* Hutchison H1 net down 78 pct due to one-off gain a year earlier
* But H1 net, underlying profits beat forecasts
* Shares close down 1.15 before results announcement
* Li Ka-shing cautious on Hong Kong property market
By Donny Kwok and Alex Frew McMillan
HONG KONG, Aug 2 (Reuters) - Hutchison Whampoa Ltd , a ports-to-telecoms conglomerate owned by Asia’s richest man Li Ka-shing, reported better-than-expected first-half profits on Thursday after acquisitions boosted its UK earnings and retail sales posted healthy growth in Asia.
Li, nicknamed “superman” by local media for his deal-making savvy, might be eyeing further investments in Europe as the region’s economic woes drive down asset prices, analysts say.
His company already plans to acquire France Telecom’s Orange Austria and UK gas company Wales and West Utilities, and has signalled interest in buying a stake in Britain’s Manchester Airports Group.
“If the European and U.S. situation stays at current conditions, then the Hutchison and Cheung Kong group of companies will continue to grow over the next five years,” Li told a news conference.
Hutchison’s net profit totalled HK$10.21 billion ($1.3 billion) in January-June, down from HK$46.3 billion a year earlier when it booked a hefty one-off gain after spinning off some port assets, it said in a statement on the Hong Kong stock exchange.
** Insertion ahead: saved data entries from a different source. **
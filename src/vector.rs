//! Vector tables: samples of one or more vectors, labelled with run attributes.
//!
//! The statement is assembled from the normalized grouping: every grouping
//! attribute contributes one filtered subquery over `runattr`, inner joined on
//! the run key, so runs lacking the attribute (or an allowed value of it) drop
//! out. Attributes restricted to a single value are constant and therefore not
//! selected, unless self-descriptive output is requested. The same holds for
//! the vector name when exactly one variable is read.

use rusqlite::Connection;
use rusqlite::functions::FunctionFlags;
use serde::Deserialize;
use tracing::{debug, trace, warn};

use crate::error::Result;
use crate::grouping::{self, Attribute, Grouping, GroupingSpec, VariableSpec, Variables};
use crate::query::{Aggregate, Filter, Select};
use crate::schema::{RUN, RUN_ATTRIBUTE, VECTOR, VECTOR_DATA};
use crate::table::{Cast, Table, Values};
use crate::value::{Kind, Scalar};

/// Name of the time column and of the SQL function computing it.
pub const SIMTIME: &str = "simtime";
pub const MODULE_NAME: &str = "moduleName";
pub const VECTOR_NAME: &str = "vectorName";
/// Value column name when more than one variable is read.
pub const VALUE: &str = "value";

#[derive(Debug, Clone, Default, PartialEq, Deserialize)]
#[serde(default)]
pub struct VectorOptions {
    /// Add the sample time in seconds.
    pub time: bool,
    /// Add the name of the module that recorded the vector.
    pub module: bool,
    pub filter: Option<Filter>,
    /// Aggregate the sample values of each group instead of returning them.
    pub aggregate: Option<Aggregate>,
    /// Keep columns that would otherwise be elided as constant.
    pub self_descriptive: bool,
}

/// Seconds from a raw fixed point timestamp and the run's exponent.
pub fn simtime(raw: i64, exponent: i32) -> f64 {
    raw as f64 * 10f64.powi(exponent)
}

/// Make `simtime(raw, exponent)` callable from statements on this connection.
/// Registration is local to the connection and has to be repeated for every
/// new one.
pub fn register_simtime(connection: &Connection) -> Result<()> {
    connection.create_scalar_function(SIMTIME, 2, FunctionFlags::SQLITE_UTF8, |context| {
        let raw: i64 = context.get(0)?;
        let exponent: i32 = context.get(1)?;
        Ok(simtime(raw, exponent))
    })?;
    Ok(())
}

fn attribute_alias(index: usize) -> String {
    format!("a{index}")
}

// Attributes restricted to one value are constant, so they are only selected
// when self-descriptive output is asked for.
fn is_selected(attribute: &Attribute, options: &VectorOptions) -> bool {
    options.self_descriptive || !attribute.is_singular()
}

/// Build the statement for a normalized request.
pub fn build(grouping: &Grouping, variables: &Variables, options: &VectorOptions) -> Select {
    let elide = !options.self_descriptive;
    let mut select = Select::from(RUN);
    select.join(format!(
        "{VECTOR} on {VECTOR}.runId = {RUN}.runId and {VECTOR}.dbId = {RUN}.dbId"
    ));
    select.join(format!(
        "{VECTOR_DATA} on {VECTOR_DATA}.vectorId = {VECTOR}.vectorId and {VECTOR_DATA}.dbId = {VECTOR}.dbId"
    ));

    for (index, attribute) in grouping.attributes().iter().enumerate() {
        let alias = attribute_alias(index);
        let mut subquery = format!(
            "(select runId, dbId, attrValue from {RUN_ATTRIBUTE} where attrName = {}",
            select.bind(attribute.name().to_string())
        );
        if attribute.is_constrained() {
            let allowed = select.bind_all(attribute.filter().iter().cloned());
            subquery.push_str(&format!(" and attrValue in ({allowed})"));
        }
        select.join(format!(
            "{subquery}) as {alias} on {alias}.runId = {RUN}.runId and {alias}.dbId = {RUN}.dbId"
        ));
        if is_selected(attribute, options) {
            select.column(format!("{alias}.attrValue"), attribute.name());
        }
    }

    // everything selected besides the value itself is grouped on when aggregating
    let mut keys: Vec<String> = grouping
        .attributes()
        .iter()
        .enumerate()
        .filter(|(_, attribute)| !attribute.is_singular())
        .map(|(index, _)| format!("{}.attrValue", attribute_alias(index)))
        .collect();

    if options.time {
        let expression = format!("{SIMTIME}({VECTOR_DATA}.simtimeRaw, {RUN}.simtimeExp)");
        select.column(&expression, SIMTIME);
        keys.push(expression);
    }
    if options.module {
        select.column(format!("{VECTOR}.moduleName"), MODULE_NAME);
        keys.push(format!("{VECTOR}.moduleName"));
    }
    let value_name = match variables.single() {
        Some(variable) if elide => variable,
        _ => {
            select.column(format!("{VECTOR}.vectorName"), VECTOR_NAME);
            keys.push(format!("{VECTOR}.vectorName"));
            VALUE
        }
    };
    let value = format!("{VECTOR_DATA}.value");
    match options.aggregate {
        Some(aggregate) => select.column(aggregate.apply(&value), value_name),
        None => select.column(&value, value_name),
    }

    if let Some(filter) = &options.filter {
        let constraint = filter.render(&mut select);
        select.constrain(constraint);
    }
    let names = select.bind_all(variables.names().iter().cloned());
    select.constrain(format!("{VECTOR}.vectorName in ({names})"));

    if options.aggregate.is_some() {
        for key in keys {
            select.group_by(key);
        }
    }
    select
}

/// How a grouping column is typed once loaded.
fn grouping_cast(attribute: &Attribute) -> Cast {
    match attribute.filter().first() {
        None => Cast::Inferred,
        Some(Scalar::Text(_)) => Cast::Categorical(attribute.filter().to_vec()),
        Some(first) => Cast::Native(first.kind()),
    }
}

/// Read samples for already normalized grouping and variables.
pub fn fetch_vector(
    connection: &Connection,
    grouping: &Grouping,
    variables: &Variables,
    options: &VectorOptions,
) -> Result<Table> {
    if options.time {
        register_simtime(connection)?;
    }
    let select = build(grouping, variables, options);
    let sql = select.sql();
    trace!(%sql, params = select.params().len(), "vector query");
    let mut statement = connection.prepare(&sql)?;
    let mut table = Table::from_statement(&mut statement, rusqlite::params_from_iter(select.params()))?;
    debug!(rows = table.len(), columns = ?table.column_names(), "vector table loaded");

    // grouping columns come first, in grouping order, and the value column
    // last; names can collide (`by="speed", variable="speed"`), positions cannot
    let selected = grouping.attributes().iter().filter(|attribute| is_selected(attribute, options));
    for (index, attribute) in selected.enumerate() {
        if let Some(column) = table.column_at_mut(index) {
            column.cast(grouping_cast(attribute))?;
        }
    }
    if let Some(last) = table.columns().len().checked_sub(1) {
        coerce_values(&mut table, last, options.aggregate)?;
    }
    Ok(table)
}

// Sample values are doubles, counts are integers. SQLite hands back whole
// numbers as integers and anything it could not store as a number as text.
fn coerce_values(table: &mut Table, index: usize, aggregate: Option<Aggregate>) -> Result<()> {
    let Some(column) = table.column_at_mut(index) else {
        return Ok(());
    };
    let kind = match aggregate {
        Some(Aggregate::Count) => Kind::Int,
        _ => Kind::Float,
    };
    match column.values() {
        Values::Float(_) if kind == Kind::Float => return Ok(()),
        Values::Int(_) if kind == Kind::Int => return Ok(()),
        Values::Text(cells) if !cells.is_empty() => {
            warn!(target: "oppsql::numeric", column = column.name(), to = kind.name(), "numeric values stored as text, converting");
        }
        _ => (),
    }
    column.cast(Cast::Native(kind))
}

/// Normalize the specifications and read the samples.
pub fn vector(
    connection: &Connection,
    by: impl Into<GroupingSpec>,
    variable: impl Into<VariableSpec>,
    options: &VectorOptions,
) -> Result<Table> {
    let (grouping, variables) = grouping::normalize(by.into(), variable.into())?;
    fetch_vector(connection, &grouping, &variables, options)
}

#[cfg(test)]
mod tests {
    use super::*;
    use crate::grouping::FilterSpec;

    fn normalized(by: GroupingSpec, variable: &str) -> (Grouping, Variables) {
        grouping::normalize(by, variable.into()).unwrap()
    }

    #[test]
    fn simtime_scales_by_exponent() {
        assert_eq!(simtime(1_500, -3), 1.5);
        assert_eq!(simtime(2, 0), 2.0);
    }

    #[test]
    fn one_join_per_grouping_attribute() {
        let (grouping, variables) = normalized(GroupingSpec::from(vec!["nCars", "repetition", "speed"]), "collisions");
        let sql = build(&grouping, &variables, &VectorOptions::default()).sql();
        assert_eq!(sql.matches("from runattr").count(), 3);
        assert!(sql.contains("a2.attrValue as \"speed\""));
    }

    #[test]
    fn singular_attribute_is_not_grouped() {
        let (grouping, variables) = normalized(
            GroupingSpec::filtered([
                ("nCars", FilterSpec::one(320)),
                ("repetition", FilterSpec::Unconstrained),
            ]),
            "collisions",
        );
        let options = VectorOptions { aggregate: Some(Aggregate::Avg), ..Default::default() };
        let sql = build(&grouping, &variables, &options).sql();
        assert!(sql.ends_with("group by a1.attrValue"), "{sql}");
        assert!(sql.contains("avg(vectordata.value) as \"collisions\""));
        assert!(!sql.contains("a0.attrValue as"));
    }

    #[test]
    fn parameters_follow_placeholders() {
        let (grouping, variables) = normalized(
            GroupingSpec::filtered([("warmup", FilterSpec::one(true))]),
            "collisions",
        );
        let select = build(&grouping, &variables, &VectorOptions::default());
        assert_eq!(
            select.params(),
            &[
                rusqlite::types::Value::Text("warmup".into()),
                rusqlite::types::Value::Text("true".into()),
                rusqlite::types::Value::Text("collisions".into()),
            ]
        );
    }
}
The result beat the average forecast for a net profit of HK$9.39 billion in a Thomson Reuters poll of five analysts.
Excluding exceptional items and property valuations, Hutchison reported an underlying profit of HK$9.83 billion for the first half, higher than analysts’ average forecast of HK$9.17 billion and up from HK$8.715 billion posted a year earlier.
Hutchison’s businesses span from commercial properties in Hong Kong and China to telecommunications in Britain and energy in Canada.
In telecommunications, Hutchison competes with Britain’s biggest mobile operator, Everything Everywhere -- a joint venture of France Telecom SA’s Orange and Deutsche Telekom AG’s T-Mobile. It also competes with Telefonica SA’s O2 and Vodafone Group Plc.
The company said its subsidiary Cheung Kong Infrastructure Holdings received a profit contribution from its recently acquired British utility Northumbrian Water Group, while it also benefited from investments in other UK utilities.
Although Europe’s economic conditions were dire, Hutchison said it managed to post strong growth in its retail sales in Asia, where it expanded the number of its stores.
But the performance of Husky Energy in Canada and Vodafone Hutchison -- its telecom joint venture in Australia -- disappointed in the first half. Husky Energy’s output was hit by maintenance work, while Vodafone Hutchison’s loss widened.
Alex Wong, a director at Ample Finance Group, noted shares of some Hong Kong blue-chip companies that have reported forecast-beating earnings have failed to hold up due to weak market sentiment.
“Hutchison and Cheung Kong may follow a similar path as investors are still not convinced of a better second half, especially Hutchison has quite a big exposure in Europe.”
Shares of Hutchison fell 1.15 percent to HK$68.60 prior to the results, while the Hang Seng Index declined 0.66 percent. Hutchison shares have risen 5.5 percent so far this year, compared with a 6.8 percent decline in the benchmark average.
Separately, Cheung Kong (Holdings) Ltd, Hong Kong’s second-biggest property developer and which holds a controlling stake in Hutchison, posted a 54 percent decline in first-half profit to HK$15.46 billion.
Cheung Kong property sales decreased in the first half compared with the same period last year due to a reduced number of developments, it said in a separate statement.
Profit before investment property revaluation and the impact of Hutchison Whampoa was down 9 percent at HK$7.6 billion, it said.
“We will not decrease investments in Hong Kong property, but the market will be relatively tough,” said Li, who is also chairman of Cheung Kong.
Li struck a cautious note about Hong Kong real estate, where the government has pledged to bring prices under control and increase supply.
Danie Schutte, an analyst at CLSA Asia-Pacific Markets, said the property business booked more sales in the first half of the year than expected.
“It’s a good number,” he said. “They surprise you in the first half and they might surprise you in the second half.”